Cada vez mais resvalamos por zonas de plano inclinado. Vagueamos (há quanto tempo?) numa profunda crise de valores (sociais e individuais – e nem sempre uns coincidem com os outros).

Nas eleições, a desvalorização da vida democrática tem sido demasiado visível – obscenamente presente, em muito casos infelizes e facilmente identificáveis.
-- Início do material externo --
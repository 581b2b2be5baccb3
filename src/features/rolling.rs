//! Rolling team statistics
//!
//! Walks games in chronological order and emits one [`FeatureRow`] per game
//! whose two teams both have enough prior history. A game is only added to
//! the histories after its own row has been computed, so every aggregate is
//! built from strictly earlier games.

use std::collections::HashMap;

use super::schema::{FeatureRow, RollingStats};
use crate::{Game, HoopsError, Result, TeamId};

/// Window settings for the rolling aggregates
#[derive(Debug, Clone, Copy, PartialEq, Eq)]
pub struct RollingConfig {
    /// Maximum number of most recent prior games aggregated per team
    pub window: usize,
    /// Minimum number of prior games before a team is eligible
    pub min_games: usize,
}

impl Default for RollingConfig {
    fn default() -> Self {
        RollingConfig {
            window: 10,
            min_games: 5,
        }
    }
}

impl RollingConfig {
    pub fn new(window: usize, min_games: usize) -> Self {
        RollingConfig { window, min_games }
    }

    pub fn validate(&self) -> Result<()> {
        if self.window == 0 {
            return Err(HoopsError::Config("window must be at least 1".to_string()));
        }
        if self.min_games > self.window {
            return Err(HoopsError::Config(format!(
                "min_games ({}) cannot exceed window ({}); no row would ever be produced",
                self.min_games, self.window
            )));
        }
        Ok(())
    }
}

/// A game result from one team's perspective
#[derive(Debug, Clone, Copy, PartialEq, Eq)]
pub struct Outcome {
    pub points_for: u32,
    pub points_against: u32,
    pub total: u64,
}

/// Per-team append-only game log
#[derive(Debug, Clone, Default)]
pub struct TeamHistory {
    outcomes: HashMap<TeamId, Vec<Outcome>>,
}

impl TeamHistory {
    pub fn new() -> Self {
        Self::default()
    }

    /// Record a finished game for both participants
    pub fn record(&mut self, game: &Game) {
        let total = game.total_points();
        self.outcomes
            .entry(game.home_id.clone())
            .or_default()
            .push(Outcome {
                points_for: game.home_pts,
                points_against: game.away_pts,
                total,
            });
        self.outcomes
            .entry(game.away_id.clone())
            .or_default()
            .push(Outcome {
                points_for: game.away_pts,
                points_against: game.home_pts,
                total,
            });
    }

    /// All recorded outcomes for a team, oldest first
    pub fn outcomes(&self, team: &TeamId) -> &[Outcome] {
        self.outcomes.get(team).map(Vec::as_slice).unwrap_or(&[])
    }

    /// Number of games recorded for a team
    pub fn len(&self, team: &TeamId) -> usize {
        self.outcomes(team).len()
    }

    pub fn team_count(&self) -> usize {
        self.outcomes.len()
    }

    /// Aggregate over the trailing window, or `None` if the team is not yet
    /// eligible. A team without history is never eligible.
    pub fn trailing(&self, team: &TeamId, config: &RollingConfig) -> Option<RollingStats> {
        let all = self.outcomes(team);
        let tail = &all[all.len().saturating_sub(config.window)..];
        if tail.is_empty() || tail.len() < config.min_games {
            return None;
        }

        let n = tail.len() as f64;
        let (pf, pa, tot) = tail.iter().fold((0u64, 0u64, 0u64), |(pf, pa, tot), o| {
            (
                pf + o.points_for as u64,
                pa + o.points_against as u64,
                tot + o.total,
            )
        });

        Some(RollingStats {
            pf: pf as f64 / n,
            pa: pa as f64 / n,
            tot: tot as f64 / n,
            n: tail.len(),
        })
    }
}

/// Single-pass feature builder over a chronologically ordered game stream
pub struct RollingFeatureEngine {
    config: RollingConfig,
    history: TeamHistory,
}

impl RollingFeatureEngine {
    pub fn new(config: RollingConfig) -> Self {
        RollingFeatureEngine {
            config,
            history: TeamHistory::new(),
        }
    }

    /// Process the next game. Returns its row when both teams are eligible;
    /// the game is recorded either way.
    pub fn process(&mut self, game: &Game) -> Option<FeatureRow> {
        let home = self.history.trailing(&game.home_id, &self.config);
        let away = self.history.trailing(&game.away_id, &self.config);

        let row = match (home, away) {
            (Some(home), Some(away)) => Some(FeatureRow::new(game, home, away)),
            _ => None,
        };

        self.history.record(game);
        row
    }

    pub fn history(&self) -> &TeamHistory {
        &self.history
    }

    pub fn config(&self) -> &RollingConfig {
        &self.config
    }
}

/// Build the feature table for games sorted ascending by date
pub fn build_rolling_features(games: &[Game], config: RollingConfig) -> Vec<FeatureRow> {
    let mut engine = RollingFeatureEngine::new(config);
    let rows: Vec<FeatureRow> = games.iter().filter_map(|g| engine.process(g)).collect();
    log::info!(
        "Built {} feature rows from {} games ({} teams, window={}, min_games={})",
        rows.len(),
        games.len(),
        engine.history().team_count(),
        config.window,
        config.min_games
    );
    rows
}
//! Time-ordered model selection
//!
//! Splits the feature table by position (the most recent rows are the
//! holdout), fits every candidate on the older rows and keeps the one with
//! the lowest holdout MAE.

use std::path::{Path, PathBuf};

use super::metrics::Metrics;
use super::models::{ModelArtifact, TotalsModel};
use crate::features::{FeatureRow, FeatureVector};
use crate::{HoopsError, Result, TrainingConfig};

/// Candidate regressors, in evaluation order
#[derive(Debug, Clone, Copy, PartialEq)]
pub enum Candidate {
    BaselineMean,
    Ridge { alpha: f64 },
}

impl Candidate {
    pub fn fit(&self, x: &[FeatureVector], y: &[f64]) -> Result<TotalsModel> {
        match *self {
            Candidate::BaselineMean => TotalsModel::fit_baseline(y),
            Candidate::Ridge { alpha } => TotalsModel::fit_ridge(x, y, alpha),
        }
    }
}

/// Holdout score of one candidate
#[derive(Debug, Clone)]
pub struct CandidateResult {
    pub method: &'static str,
    pub metrics: Metrics,
}

/// Outcome of a training run
#[derive(Debug, Clone)]
pub struct TrainingReport {
    pub train_rows: usize,
    pub test_rows: usize,
    /// Rows dropped for a missing label or non-finite feature
    pub dropped_rows: usize,
    pub results: Vec<CandidateResult>,
    pub best: ModelArtifact,
    pub best_metrics: Metrics,
    pub saved_to: Option<PathBuf>,
}

/// Model trainer with a chronological holdout
pub struct Trainer {
    test_ratio: f64,
    candidates: Vec<Candidate>,
}

impl Trainer {
    pub fn new(test_ratio: f64, ridge_alpha: f64) -> Result<Self> {
        if !(test_ratio > 0.0 && test_ratio < 1.0) {
            return Err(HoopsError::Config(format!(
                "test_ratio must be between 0 and 1, got {}",
                test_ratio
            )));
        }
        if ridge_alpha.is_nan() || ridge_alpha < 0.0 {
            return Err(HoopsError::Config(format!(
                "ridge_alpha must be non-negative, got {}",
                ridge_alpha
            )));
        }
        Ok(Trainer {
            test_ratio,
            candidates: vec![
                Candidate::BaselineMean,
                Candidate::Ridge { alpha: ridge_alpha },
            ],
        })
    }

    pub fn from_config(config: &TrainingConfig) -> Result<Self> {
        Self::new(config.test_ratio, config.ridge_alpha)
    }

    pub fn candidates(&self) -> &[Candidate] {
        &self.candidates
    }

    /// Model-ready samples, skipping rows with a missing label or a
    /// non-finite feature. Row order is preserved.
    pub fn prepare(rows: &[FeatureRow]) -> Vec<(FeatureVector, f64)> {
        rows.iter()
            .filter_map(|row| {
                let x = row.features();
                let y = row.y_total?;
                x.is_finite().then_some((x, y as f64))
            })
            .collect()
    }

    /// Index of the first holdout row
    pub fn split_index(&self, len: usize) -> usize {
        (len as f64 * (1.0 - self.test_ratio)) as usize
    }

    /// Fit and evaluate every candidate; nothing is written to disk
    pub fn train(&self, rows: &[FeatureRow]) -> Result<TrainingReport> {
        let samples = Self::prepare(rows);
        let dropped_rows = rows.len() - samples.len();
        if dropped_rows > 0 {
            log::warn!("Dropped {} rows with missing values", dropped_rows);
        }

        let split = self.split_index(samples.len());
        let (train, test) = samples.split_at(split);
        if train.is_empty() || test.is_empty() {
            return Err(HoopsError::InsufficientData(format!(
                "{} usable rows give {} training and {} holdout rows; build more features first",
                samples.len(),
                train.len(),
                test.len()
            )));
        }
        log::info!("Training on {} rows, holding out the last {}", train.len(), test.len());

        let (x_train, y_train): (Vec<FeatureVector>, Vec<f64>) = train.iter().copied().unzip();
        let (x_test, y_test): (Vec<FeatureVector>, Vec<f64>) = test.iter().copied().unzip();

        let mut results = Vec::with_capacity(self.candidates.len());
        let mut best: Option<(TotalsModel, Metrics)> = None;

        for candidate in &self.candidates {
            let model = candidate.fit(&x_train, &y_train)?;
            let predictions: Vec<f64> = x_test.iter().map(|x| model.predict(x)).collect();
            let metrics = Metrics::evaluate(&predictions, &y_test);
            log::debug!("{}: {}", model.method(), metrics);

            results.push(CandidateResult {
                method: model.method(),
                metrics,
            });
            let improves = best
                .as_ref()
                .is_none_or(|(_, best_metrics)| metrics.mae < best_metrics.mae);
            if improves {
                best = Some((model, metrics));
            }
        }

        let (model, best_metrics) = best.ok_or_else(|| {
            HoopsError::InsufficientData("no candidate models configured".to_string())
        })?;

        Ok(TrainingReport {
            train_rows: train.len(),
            test_rows: test.len(),
            dropped_rows,
            results,
            best: ModelArtifact::new(model),
            best_metrics,
            saved_to: None,
        })
    }

    /// Train, then persist only the selected model under `models_dir`
    pub fn train_and_save(&self, rows: &[FeatureRow], models_dir: &Path) -> Result<TrainingReport> {
        let mut report = self.train(rows)?;
        let path = report.best.save(models_dir)?;
        log::info!("Saved {} model to {}", report.best.method(), path.display());
        report.saved_to = Some(path);
        Ok(report)
    }
}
Contudo, o que mais me espanta são algumas enormidades vomitadas por algumas “sumidades” em muita comunicação social. E quem são as ditas “sumidades”? Alguns políticos; auto-proclamados jornalistas, sem carteira profissional de nenhum tipo, a não ser a de condução (presumamos…); “comentadores”; ilustres desconhecidos (leia-se: malta que era ilustre desconhecida antes de aparecer numa qualquer estação televisiva e passou a ser muito conhecida, por isso mesmo, mas sem que alguma vez na vida tivesse feito alguma coisa para o ser); cadastrados (isso mesmo, sem qualquer outro qualificativo); incultos e incompetentes (idem); dirigentes dos “grandes” do futebol (idem); vedetas de telenovelas (idem); “actores” (Jesus!) pornográficos (idem, a única diferença é que não querem fingir outra coisa qualquer); todos os etc. possíveis (idem). Fora de brincadeiras: estes senhores e senhoras dedicaram-se a um (inqualificável) exercício que de algum modo deveria ser reprovável e reprovado pela sociedade: indiscriminadamente, colocaram no “mesmo saco” pessoas honestas e desonestas; cidadãos impolutos com criminosos; servidores da causa pública com ladrões do património público. Mas não sejamos ingénuos, não deixemos que nos façam passar por tolos. E, sobretudo, não nos deixemos levar pelo aspecto mais perigoso e que mais danos nos causa: pensarmos que são apenas “eles”, os outros, que são os responsáveis. Somos todos responsáveis! Os que votaram nos desonestos, criminosos e ladrões; mas também os que votaram nas pessoas honestas, nos cidadãos impolutos e nos servidores da causa pública. Como é fácil de ver, somos todos responsáveis. Com certeza: os que escolheram mal, segundo o nosso ponto de vista, são os piores. Serão, não discuto (do meu ponto de vista). Mas já discuto se não deveremos todos, seja qual for a base de partida, continuar a defender os nossos pontos de vista, depois dos actos eleitorais, em cada tempo e espaço dos nossos quotidianos. Quando digo “defender os nossos pontos de vista” quero dizer: chegar ao pé do presidente de câmara ou do ministro e dizer-lhe: “senhor (ou senhora), faça o favor de resolver tal ou tal problema que nos afecta a todos”, e não: “senhor (ou senhora), resolva lá o meu problema que eu depois voto em si, no seu Partido”.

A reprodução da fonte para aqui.